Traffic flows and Amazon Web Services NAT Gateways
First, let’s define what a traffic flow is and why it matters for the NAT Gateway. We assume you’re familiar with the TCP/IP protocol stack and header encapsulation mechanisms. A network flow, or packet flow, is generally defined by a source IP, and Port, destination IP, and Port, and protocol, for example TCP, UDP, or ICMP. You have two options when performing NAT: 1:1 NAT, and Port Address Translation (PAT). Amazon Web Services NAT Gateways performs Port Address Translation. Amazon Web Services NAT Gateways performs source-NAT, and translates the IP address of the source with its private IP address. Then, the Internet Gateway (IGW) translates the private IP address of the NAT Gateway to the Elastic IP address associated with the NAT Gateway. In Figure 1 below, we show the packet walk for two flows from an

Figure-1: NAT Gateway functionality
Amazon Web Services NAT Gateways can be deployed in a distributed model, where each VPC has its own NAT Gateways, or
Figure 2 below shows a sample deployment, with multiple workloads communicating with a public server on TCP port 389. The flows shown in Figure 2 have the same destination IP, destination port, and protocol. The source IP address of the flows, as seen at the public server, differs depending on the source instance’s Availability Zone (AZ). All flows originating in AZ-a have NAT-GW-AZ-a’s elastic IP as the source, and all flows originating in AZ-b have NAT-GW-AZ-b’s elastic IP as the source.

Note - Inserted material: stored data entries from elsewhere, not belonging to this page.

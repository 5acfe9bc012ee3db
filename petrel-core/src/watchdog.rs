//! Watchdog stall arithmetic.
//!
//! The watchdog's decision is pure: given the timestamp of the last
//! completed cycle and the current time (milliseconds on the same
//! monotonic clock), has the loop been silent for more than
//! [`STALL_FACTOR`] poll intervals? A last-poll value of zero means no
//! cycle has completed yet, which is never a stall.

use std::time::Duration;

/// Poll intervals of silence tolerated before declaring a stall.
pub const STALL_FACTOR: u64 = 50;

/// Decides whether the poll loop has stalled.
#[derive(Debug, Clone, Copy, PartialEq, Eq)]
pub struct StallDetector {
    poll_rate_ms: u64,
}

impl StallDetector {
    /// Create a detector for the given poll rate.
    pub fn new(poll_rate: Duration) -> Self {
        Self {
            poll_rate_ms: poll_rate.as_millis() as u64,
        }
    }

    /// The silence threshold in milliseconds.
    pub fn threshold_ms(&self) -> u64 {
        self.poll_rate_ms.saturating_mul(STALL_FACTOR)
    }

    /// Whether the loop is stalled at `now_ms`, given the last completed
    /// cycle at `last_poll_ms` (0 = no cycle completed yet).
    ///
    /// Saturating subtraction keeps a timestamp ahead of `now_ms` from
    /// underflowing.
    pub fn is_stalled(&self, last_poll_ms: u64, now_ms: u64) -> bool {
        if last_poll_ms == 0 {
            return false;
        }
        now_ms.saturating_sub(last_poll_ms) > self.threshold_ms()
    }
}
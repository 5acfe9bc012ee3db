//! Error types for petrel's shared data model.

use thiserror::Error;

/// Errors from parsing a [`PubKey`](crate::PubKey).
#[derive(Debug, Clone, PartialEq, Eq, Error)]
pub enum PubkeyError {
    /// Wrong number of hex characters
    #[error("public key must be 66 hex characters, got {0}")]
    BadLength(usize),

    /// Non-hex characters present
    #[error("public key is not valid hex")]
    NotHex,
}
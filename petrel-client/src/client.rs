//! SyncEngine - the public interface of petrel.
//!
//! # Architecture
//!
//! The engine owns no sockets and no key derivation: four injected
//! ports (inbox, groups, avatars, crypto) do all the work on the edge,
//! `petrel-core` supplies the decision rules, and a background poll
//! task merges every source into one broadcast event stream.
//!
//! ```text
//! Application code
//!       |
//!   SyncEngine ----> InboxTransport / GroupTransport / AvatarStore / CryptoIdentity
//!       |
//!   poll task + watchdog ----> EngineEvent stream
//! ```
//!
//! # Example
//!
//! ```ignore
//! use petrel_client::{
//!     EngineConfig, LoadIdentityOptions, MockAvatarStore, MockCrypto, MockGroupServer,
//!     MockInbox, SyncEngine,
//! };
//!
//! let engine = SyncEngine::new(
//!     EngineConfig::new(),
//!     MockInbox::new(),
//!     MockGroupServer::new(),
//!     MockAvatarStore::new(),
//!     MockCrypto::new(),
//! );
//! let mut events = engine.subscribe();
//! engine.load_identity(LoadIdentityOptions::generate()).await?;
//! engine.open().await?;
//! while let Ok(event) = events.recv().await {
//!     // handle EngineEvent
//! }
//! engine.close();
//! ```

use std::sync::atomic::{AtomicBool, AtomicU64, Ordering};
use std::sync::{Arc, Mutex as StdMutex};

use thiserror::Error;
use tokio::time::Instant;

use petrel_core::lifecycle::PollPhase;
use petrel_types::{EngineEvent, OutboundMessage, PubKey, SendOptions};

use crate::avatar;
use crate::config::EngineConfig;
use crate::crypto::{CryptoError, CryptoIdentity};
use crate::events::{EventBus, EventReceiver};
use crate::groups::{GroupError, GroupRegistration, GroupRegistry};
use crate::identity::{Identity, LoadIdentityOptions, LoadedIdentity};
use crate::poller::{spawn_poll_loop, spawn_watchdog, EngineMetrics, EngineShared, PhaseCell};
use crate::transport::{AvatarPointer, AvatarStore, GroupTransport, InboxTransport, TransportError};

/// Errors that can occur during engine operations.
#[derive(Debug, Error)]
pub enum EngineError {
    /// No identity is loaded, or the crypto provider produced an
    /// unusable one.
    #[error("identity not ready: {0}")]
    IdentityNotReady(String),

    /// The engine is already open (or an identity load raced with it).
    #[error("engine is already open")]
    AlreadyOpen,

    /// A transport operation failed.
    #[error(transparent)]
    Transport(#[from] TransportError),

    /// The crypto provider failed.
    #[error(transparent)]
    Crypto(#[from] CryptoError),

    /// A group operation failed.
    #[error(transparent)]
    Group(#[from] GroupError),

    /// An avatar decryption key did not decode.
    #[error("invalid avatar key: {0}")]
    AvatarKey(#[from] base64::DecodeError),
}

/// The petrel sync engine.
///
/// Create one per account, subscribe to its events, load an identity,
/// then [`open`](SyncEngine::open) it. All methods take `&self`; the
/// engine is internally synchronized and can be shared across tasks.
pub struct SyncEngine {
    shared: Arc<EngineShared>,
}

impl SyncEngine {
    /// Create an engine over the four ports. Nothing happens on the
    /// network until [`open`](SyncEngine::open).
    pub fn new<I, G, A, C>(config: EngineConfig, inbox: I, groups: G, avatars: A, crypto: C) -> Self
    where
        I: InboxTransport + 'static,
        G: GroupTransport + 'static,
        A: AvatarStore + 'static,
        C: CryptoIdentity + 'static,
    {
        let events = EventBus::new(config.event_capacity);
        let initial_cursor = config.initial_cursor.clone();
        Self {
            shared: Arc::new(EngineShared {
                config,
                inbox: Arc::new(inbox),
                groups: Arc::new(groups),
                avatars: Arc::new(avatars),
                crypto: Arc::new(crypto),
                registry: GroupRegistry::new(),
                events,
                metrics: EngineMetrics::default(),
                phase: PhaseCell::new(),
                closing: AtomicBool::new(false),
                watchdog: StdMutex::new(None),
                last_poll_ms: AtomicU64::new(0),
                origin: Instant::now(),
                identity: tokio::sync::Mutex::new(None),
                cursor: tokio::sync::Mutex::new(initial_cursor),
            }),
        }
    }

    /// Subscribe to the engine's event stream. Events published before
    /// this call are not replayed.
    pub fn subscribe(&self) -> EventReceiver {
        self.shared.events.subscribe()
    }

    /// Current lifecycle phase.
    pub fn phase(&self) -> PollPhase {
        self.shared.phase.get()
    }

    /// Operational counters for this engine instance.
    pub fn metrics(&self) -> &EngineMetrics {
        &self.shared.metrics
    }

    /// Load (or generate) the account identity.
    ///
    /// With seed words the keypair is derived deterministically; without
    /// them a fresh one is generated and the recovery words are returned
    /// exactly once in [`LoadedIdentity::generated_words`]. Loading also
    /// acquires a file-server token (published as
    /// [`EngineEvent::FileServerToken`]) and reconciles the local avatar
    /// bytes, both best-effort: their failures are logged, not returned.
    ///
    /// Fails with [`EngineError::AlreadyOpen`] unless the engine is
    /// closed.
    pub async fn load_identity(
        &self,
        options: LoadIdentityOptions,
    ) -> Result<LoadedIdentity, EngineError> {
        if self.shared.phase.get() != PollPhase::Closed {
            return Err(EngineError::AlreadyOpen);
        }

        let (keypair, generated_words) = match options.seed_words.as_deref() {
            Some(words) => (self.shared.crypto.derive_from_seed(words)?, None),
            None => {
                let generated = self.shared.crypto.generate()?;
                (generated.keypair, Some(generated.words))
            }
        };

        let pubkey = PubKey::parse(keypair.public_hex())
            .map_err(|e| EngineError::IdentityNotReady(format!("unusable public key: {}", e)))?;

        let mut identity = Identity {
            pubkey: pubkey.clone(),
            keypair,
            display_name: options.display_name.clone(),
            avatar: None,
        };

        match self.shared.avatars.fetch_token(&identity).await {
            Ok(token) => self
                .shared
                .events
                .publish(EngineEvent::FileServerToken { token }),
            Err(e) => tracing::warn!("file server token acquisition failed: {}", e),
        }

        if let Some(local) = options.avatar.as_deref() {
            match avatar::reconcile(self.shared.avatars.as_ref(), &identity, local).await {
                Ok(Some(pointer)) => identity.avatar = Some(pointer),
                Ok(None) => {}
                Err(e) => tracing::warn!("avatar reconciliation failed: {}", e),
            }
        }

        let loaded = LoadedIdentity {
            pubkey,
            display_name: identity.display_name.clone(),
            generated_words,
        };
        *self.shared.identity.lock().await = Some(identity);
        tracing::info!("identity loaded: {}", loaded.pubkey);
        Ok(loaded)
    }

    /// Open the engine: start the poll task and its watchdog. The first
    /// cycle begins immediately.
    ///
    /// Fails with [`EngineError::IdentityNotReady`] when no identity is
    /// loaded and [`EngineError::AlreadyOpen`] when the engine is not
    /// closed.
    pub async fn open(&self) -> Result<(), EngineError> {
        let identity = {
            let guard = self.shared.identity.lock().await;
            match guard.as_ref() {
                Some(identity) => identity.clone(),
                None => {
                    return Err(EngineError::IdentityNotReady(
                        "no identity loaded".to_string(),
                    ))
                }
            }
        };

        if !self.shared.phase.begin_open() {
            return Err(EngineError::AlreadyOpen);
        }
        self.shared.closing.store(false, Ordering::Release);
        // Time spent closed is not poll-loop silence.
        self.shared.last_poll_ms.store(0, Ordering::Release);

        let initial = self.shared.cursor.lock().await.clone();
        spawn_poll_loop(self.shared.clone(), identity, initial);
        let watchdog = spawn_watchdog(self.shared.clone());
        if let Some(stale) = self.shared.watchdog.lock().unwrap().replace(watchdog) {
            stale.abort();
        }
        tracing::info!("engine opened");
        Ok(())
    }

    /// Request close. Returns immediately; the watchdog is aborted on
    /// the spot and the poll task observes the flag at its next cycle
    /// boundary, so at most one more cycle runs. The phase reads
    /// [`PollPhase::Closed`] once the task has stopped. Idempotent, and
    /// a no-op on a closed engine.
    pub fn close(&self) {
        self.shared.closing.store(true, Ordering::Release);
        if let Some(watchdog) = self.shared.watchdog.lock().unwrap().take() {
            watchdog.abort();
        }
        tracing::info!("close requested");
    }

    /// Send a direct message. Requires a loaded identity; the poll loop
    /// does not have to be running.
    pub async fn send(
        &self,
        to: &PubKey,
        body: &str,
        options: SendOptions,
    ) -> Result<(), EngineError> {
        let identity = self.require_identity().await?;
        let message = OutboundMessage {
            body: body.to_string(),
            attachments: options.attachments,
        };
        self.shared.inbox.send(&identity, to, message).await?;
        Ok(())
    }

    /// Join an open-group channel. The next poll cycle starts fetching
    /// it; re-joining replaces the existing registration.
    pub async fn join_group(
        &self,
        url: &str,
        channel_id: u32,
    ) -> Result<GroupRegistration, EngineError> {
        let identity = self.require_identity().await?;
        let registration = self
            .shared
            .registry
            .join(self.shared.groups.as_ref(), &identity, url, channel_id)
            .await?;
        tracing::info!("joined group {}", registration.id);
        Ok(registration)
    }

    /// Post a message to a joined group. Accepts canonical or legacy ids.
    pub async fn send_group_message(&self, group_id: &str, body: &str) -> Result<(), EngineError> {
        self.shared
            .registry
            .send(self.shared.groups.as_ref(), group_id, body)
            .await?;
        Ok(())
    }

    /// Delete messages from a joined group by server id. Accepts
    /// canonical or legacy ids.
    pub async fn delete_group_message(
        &self,
        group_id: &str,
        message_ids: &[u64],
    ) -> Result<(), EngineError> {
        self.shared
            .registry
            .delete(self.shared.groups.as_ref(), group_id, message_ids)
            .await?;
        Ok(())
    }

    /// Upload new avatar bytes and cache the returned pointer on the
    /// identity.
    pub async fn change_avatar(&self, bytes: &[u8]) -> Result<AvatarPointer, EngineError> {
        let identity = self.require_identity().await?;
        let pointer = self.shared.avatars.upload(&identity, bytes).await?;
        {
            let mut guard = self.shared.identity.lock().await;
            if let Some(identity) = guard.as_mut() {
                identity.avatar = Some(pointer.clone());
            }
        }
        tracing::info!("avatar changed, now at {}", pointer.url);
        Ok(pointer)
    }

    /// Download a peer's avatar bytes. Pass an empty `url` to use the
    /// one from the peer's published meta.
    pub async fn get_avatar(&self, url: &str, pubkey: &PubKey) -> Result<Vec<u8>, EngineError> {
        avatar::fetch(self.shared.avatars.as_ref(), url, pubkey).await
    }

    /// Update the identity's display name.
    pub async fn set_display_name(&self, name: &str) -> Result<(), EngineError> {
        let mut guard = self.shared.identity.lock().await;
        match guard.as_mut() {
            Some(identity) => {
                identity.display_name = Some(name.to_string());
                Ok(())
            }
            None => Err(EngineError::IdentityNotReady(
                "no identity loaded".to_string(),
            )),
        }
    }

    async fn require_identity(&self) -> Result<Identity, EngineError> {
        let guard = self.shared.identity.lock().await;
        guard
            .clone()
            .ok_or_else(|| EngineError::IdentityNotReady("no identity loaded".to_string()))
    }
}
//! # petrel-core
//!
//! Pure sync logic for petrel (no I/O, instant tests).
//!
//! This crate implements the decision rules of the sync engine without any
//! network or disk I/O:
//! - [`classify`] - envelope classification and group-message normalization
//! - [`CursorState`] - the inbox cursor advancement rule
//! - [`PollPhase`] - the poll lifecycle state machine
//! - [`StallDetector`] - watchdog stall arithmetic
//! - [`avatar`] - the avatar reconciliation decision table
//!
//! ## Design Philosophy
//!
//! All modules in this crate are **pure** - they take input and produce
//! output without side effects. This enables:
//! - Instant unit tests (no mocks, no async)
//! - Deterministic behavior (same input → same output)
//! - Easy reasoning about the rules the poll loop enforces
//!
//! The actual I/O (swarm fetches, group REST calls, file-server calls) is
//! performed by `petrel-client`, which acts on the decisions produced here.

#![warn(missing_docs)]
#![warn(clippy::all)]

pub mod avatar;
pub mod classify;
pub mod cursor;
pub mod lifecycle;
pub mod watchdog;

pub use avatar::AvatarDecision;
pub use classify::{classify, is_own_group_message, normalize_group_message, Classified};
pub use cursor::CursorState;
pub use lifecycle::{PhaseEvent, PollPhase};
pub use watchdog::{StallDetector, STALL_FACTOR};
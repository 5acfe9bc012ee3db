//! Events published to engine subscribers.

use serde::{Deserialize, Serialize};

use crate::{NormalizedMessage, NullEnvelope, PollCursor, PreKeyBundleEnvelope, ReceiptEnvelope};

/// One event on the engine's broadcast stream.
///
/// The broadcast channel clones events per subscriber, so every payload
/// is plain data.
#[derive(Debug, Clone, PartialEq, Eq, Serialize, Deserialize)]
pub enum EngineEvent {
    /// The inbox read position advanced; callers should persist the new
    /// cursor and supply it back on the next engine start.
    CursorUpdated {
        /// The new position
        cursor: PollCursor,
    },
    /// Session bootstrap material arrived (published immediately, never batched)
    PreKeyBundle(PreKeyBundleEnvelope),
    /// A delivery/read receipt arrived (immediate)
    Receipt(ReceiptEnvelope),
    /// An empty envelope signaled session establishment (immediate)
    SessionEstablished(NullEnvelope),
    /// One poll cycle's admissible messages: direct messages first, then
    /// group messages grouped by group, each in server order
    Messages(Vec<NormalizedMessage>),
    /// A file-server auth token was acquired during identity load
    FileServerToken {
        /// The opaque token
        token: String,
    },
}
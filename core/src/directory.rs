/// Conversation directory: the inbox list with previews and unread flags
use crate::data_service::DataService;
use crate::error::{ChatError, Result};
use crate::messenger_types::{ConversationRecord, ConversationSummary, MessengerEvent};
use crate::read_state;
use chrono::{DateTime, Utc};
use tokio::sync::{broadcast, RwLock};
use tracing::warn;

/// Load every conversation the user is a member of, most recent first.
/// Sort key is the latest message time, falling back to the conversation's
/// own activity timestamp for threads with no messages yet.
pub async fn load_inbox(
    svc: &dyn DataService,
    self_id: &str,
) -> Result<Vec<ConversationSummary>> {
    let records = svc
        .list_conversations(self_id)
        .await
        .map_err(|e| ChatError::Load(format!("inbox: {}", e)))?;

    let mut entries: Vec<(DateTime<Utc>, ConversationSummary)> = records
        .iter()
        .map(|record| summarize(record, self_id))
        .collect();
    entries.sort_by(|a, b| b.0.cmp(&a.0));
    Ok(entries.into_iter().map(|(_, summary)| summary).collect())
}

/// Build one inbox entry. A member count other than two (a partially-failed
/// creation) yields a degraded placeholder row instead of dropping or
/// failing the whole inbox.
pub(crate) fn summarize(
    record: &ConversationRecord,
    self_id: &str,
) -> (DateTime<Utc>, ConversationSummary) {
    let last = record.messages.iter().max_by_key(|m| m.created_at);
    let sort_key = last
        .map(|m| m.created_at)
        .unwrap_or(record.conversation.last_activity_at);

    let peer = if record.members.len() == 2 {
        record
            .members
            .iter()
            .find(|m| m.user_id != self_id)
            .map(|m| m.profile.clone())
    } else {
        None
    };

    let Some(peer) = peer else {
        warn!(
            "conversation {} has {} members, rendering degraded entry",
            record.conversation.id,
            record.members.len()
        );
        let summary = ConversationSummary {
            conversation_id: record.conversation.id.clone(),
            peer: None,
            last_preview: String::new(),
            last_timestamp: last.map(|m| m.created_at),
            unread: false,
            invalid: true,
        };
        return (sort_key, summary);
    };

    let watermark = record.member(self_id).and_then(|m| m.last_read_at);
    let summary = ConversationSummary {
        conversation_id: record.conversation.id.clone(),
        peer,
        last_preview: last.map(|m| m.text.clone()).unwrap_or_default(),
        last_timestamp: last.map(|m| m.created_at),
        unread: read_state::is_unread(&record.messages, self_id, watermark),
        invalid: false,
    };
    (sort_key, summary)
}

/// Reload the shared inbox slot and announce the refresh. A failed reload
/// logs and keeps the previous state (empty on first load); the inbox never
/// raises to its caller.
pub(crate) async fn refresh(
    svc: &dyn DataService,
    self_id: &str,
    slot: &RwLock<Vec<ConversationSummary>>,
    events: &broadcast::Sender<MessengerEvent>,
) {
    match load_inbox(svc, self_id).await {
        Ok(list) => {
            *slot.write().await = list;
            let _ = events.send(MessengerEvent::DirectoryRefreshed);
        }
        Err(e) => {
            warn!("inbox refresh failed, keeping previous state: {}", e);
        }
    }
}

#[cfg(test)]
mod tests {
    use super::*;
    use crate::messenger_types::{Conversation, ConversationMember, Message, Profile};
    use chrono::Duration;

    fn record(self_id: &str, peer_id: &str) -> ConversationRecord {
        let now = Utc::now();
        ConversationRecord {
            conversation: Conversation {
                id: "c1".to_string(),
                last_activity_at: now,
            },
            members: vec![
                ConversationMember {
                    conversation_id: "c1".to_string(),
                    user_id: self_id.to_string(),
                    last_read_at: Some(now - Duration::hours(1)),
                    joined_at: now - Duration::days(1),
                    profile: None,
                },
                ConversationMember {
                    conversation_id: "c1".to_string(),
                    user_id: peer_id.to_string(),
                    last_read_at: None,
                    joined_at: now - Duration::days(1),
                    profile: Some(Profile {
                        id: peer_id.to_string(),
                        username: "peer".to_string(),
                        avatar_url: None,
                    }),
                },
            ],
            messages: Vec::new(),
        }
    }

    #[test]
    fn test_summarize_fresh_thread() {
        let rec = record("a", "b");
        let (sort_key, summary) = summarize(&rec, "a");
        assert_eq!(sort_key, rec.conversation.last_activity_at);
        assert_eq!(summary.peer.as_ref().unwrap().id, "b");
        assert_eq!(summary.last_preview, "");
        assert!(!summary.unread);
        assert!(!summary.invalid);
    }

    #[test]
    fn test_summarize_uses_latest_message() {
        let mut rec = record("a", "b");
        let now = Utc::now();
        rec.messages = vec![
            Message {
                id: "m1".to_string(),
                conversation_id: "c1".to_string(),
                sender_id: "b".to_string(),
                text: "first".to_string(),
                created_at: now - Duration::minutes(10),
                sender_profile: None,
            },
            Message {
                id: "m2".to_string(),
                conversation_id: "c1".to_string(),
                sender_id: "b".to_string(),
                text: "second".to_string(),
                created_at: now,
                sender_profile: None,
            },
        ];
        let (sort_key, summary) = summarize(&rec, "a");
        assert_eq!(sort_key, now);
        assert_eq!(summary.last_preview, "second");
        assert!(summary.unread);
    }

    #[test]
    fn test_summarize_degraded_on_single_member() {
        let mut rec = record("a", "b");
        rec.members.truncate(1);
        let (_, summary) = summarize(&rec, "a");
        assert!(summary.invalid);
        assert!(summary.peer.is_none());
        assert!(!summary.unread);
    }

    #[test]
    fn test_summarize_degraded_when_peer_profile_missing() {
        let mut rec = record("a", "b");
        rec.members[1].profile = None;
        let (_, summary) = summarize(&rec, "a");
        assert!(!summary.invalid);
        assert!(summary.peer.is_none());
    }
}
/// Conversation session: the open conversation's ordered message log
use crate::messenger_types::{Message, Profile};
use crate::reconciler::Reconciler;
use std::collections::HashSet;
use std::sync::Arc;
use tokio::sync::RwLock;

/// Session lifecycle. `Loading` covers the window between selecting a
/// conversation and its history landing.
#[derive(Debug, Clone, Copy, PartialEq, Eq)]
pub enum SessionPhase {
    Closed,
    Loading,
    Open,
}

/// Mutable state shared between the messenger and the reconciler task.
#[derive(Debug)]
pub struct SessionState {
    pub conversation_id: String,
    pub phase: SessionPhase,
    pub peer: Option<Profile>,
    pub log: Vec<Message>,
    /// True while a send awaits remote confirmation; further sends are
    /// rejected until it clears.
    pub sending: bool,
}

impl SessionState {
    pub fn new(conversation_id: String) -> Self {
        Self {
            conversation_id,
            phase: SessionPhase::Loading,
            peer: None,
            log: Vec::new(),
            sending: false,
        }
    }
}

/// The open conversation: shared state plus the realtime feed bound to it.
/// The reconciler is `None` when the subscription could not attach; the
/// session then runs degraded on history alone.
pub struct ConversationSession {
    pub(crate) state: Arc<RwLock<SessionState>>,
    pub(crate) reconciler: Option<Reconciler>,
}

impl ConversationSession {
    /// Release the realtime feed and discard the buffer.
    pub(crate) async fn detach(mut self) {
        if let Some(reconciler) = self.reconciler.take() {
            reconciler.detach();
        }
        let mut state = self.state.write().await;
        state.phase = SessionPhase::Closed;
        state.log.clear();
    }
}

/// Append keeping the log free of duplicate ids and sorted ascending by
/// `created_at` (multi-device sends can arrive out of order). Returns false
/// when the id is already present.
pub(crate) fn append_unique(log: &mut Vec<Message>, message: Message) -> bool {
    if log.iter().any(|m| m.id == message.id) {
        return false;
    }
    log.push(message);
    log.sort_by(|a, b| a.created_at.cmp(&b.created_at));
    true
}

/// Normalize a freshly fetched history: ascending by `created_at`, first
/// occurrence wins on duplicate ids.
pub(crate) fn normalize_history(messages: Vec<Message>) -> Vec<Message> {
    let mut log = messages;
    log.sort_by(|a, b| a.created_at.cmp(&b.created_at));
    let mut seen = HashSet::new();
    log.retain(|m| seen.insert(m.id.clone()));
    log
}

#[cfg(test)]
mod tests {
    use super::*;
    use chrono::{Duration, Utc};

    fn message(id: &str, offset_secs: i64) -> Message {
        Message {
            id: id.to_string(),
            conversation_id: "c1".to_string(),
            sender_id: "peer".to_string(),
            text: format!("msg {}", id),
            created_at: Utc::now() + Duration::seconds(offset_secs),
            sender_profile: None,
        }
    }

    #[test]
    fn test_append_unique_rejects_duplicate_id() {
        let mut log = Vec::new();
        assert!(append_unique(&mut log, message("m1", 0)));
        assert!(!append_unique(&mut log, message("m1", 10)));
        assert_eq!(log.len(), 1);
    }

    #[test]
    fn test_append_unique_resorts_out_of_order_arrivals() {
        let mut log = Vec::new();
        append_unique(&mut log, message("m2", 10));
        append_unique(&mut log, message("m1", 0));
        assert_eq!(log[0].id, "m1");
        assert_eq!(log[1].id, "m2");
    }

    #[test]
    fn test_normalize_history_sorts_and_dedups() {
        let history = vec![message("m2", 10), message("m1", 0), message("m2", 20)];
        let log = normalize_history(history);
        assert_eq!(log.len(), 2);
        assert_eq!(log[0].id, "m1");
        assert_eq!(log[1].id, "m2");
    }
}
/// StreetLink messaging core
///
/// Client-side direct-messaging engine for the StreetLink social app:
/// canonical conversation resolution, inbox directory, conversation sessions
/// with realtime reconciliation, read-state tracking, and the mutual-follow
/// recipient gate.

pub mod config;
pub mod data_service;
pub mod dedup;
pub mod directory;
pub mod eligibility;
pub mod error;
pub mod logging;
pub mod memory_service;
pub mod messenger;
pub mod messenger_types;
pub mod read_state;
pub mod reconciler;
pub mod rest_service;
pub mod session;

pub use config::Config;
pub use data_service::{DataService, InsertFeed};
pub use error::{ChatError, Result};
pub use memory_service::MemoryDataService;
pub use messenger::Messenger;
pub use messenger_types::{
    Conversation, ConversationMember, ConversationRecord, ConversationSummary, InsertEvent,
    Message, MessageDraft, MessengerEvent, Profile,
};
pub use rest_service::RestDataService;
pub use session::SessionPhase;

Figure-2: NAT Gateway Deployment
Before this launch, if your deployment required over 55,000 simultaneous single-destination connections, then you would’ve needed multiple NAT Gateways and corresponding routing rules to achieve the desired scale. This meant separating your workloads into different subnets, and distributing traffic across multiple NAT Gateways.
To simplify your deployment, you can now assign up to eight Elastic IP addresses per NAT Gateway—an eight-fold increase in NAT Gateway’s scaling capabilities. Therefore, NAT Gateway now allows up to 440,000 simultaneous single-destination connections, as each associated IP address increases the limit linearly by 55,000 connections.
Using NAT Gateways with multiple Elastic IPs
Throughout this blog post, we use the sample network topology shown in Figure 3 below to highlight the new functionality of Amazon Web Services NAT Gateway. We’re using the distributed deployment for NAT Gateways, so our workloads and the NAT Gateway are in the same VPC. We show the steps to add multiple Amazon Web Services-assigned Elastic IP addresses to an existing NAT Gateway, but you can use this feature with BYOIP addresses, private IP addresses with the NAT Gateway, or a centralized NAT Gateway architecture. In this topology, the EC2 instances deployed in an autoscaling group constantly communicate with a test public server on TCP port 389. Traffic flows through the NAT Gateway and the IGW as shown in Figure 3 below.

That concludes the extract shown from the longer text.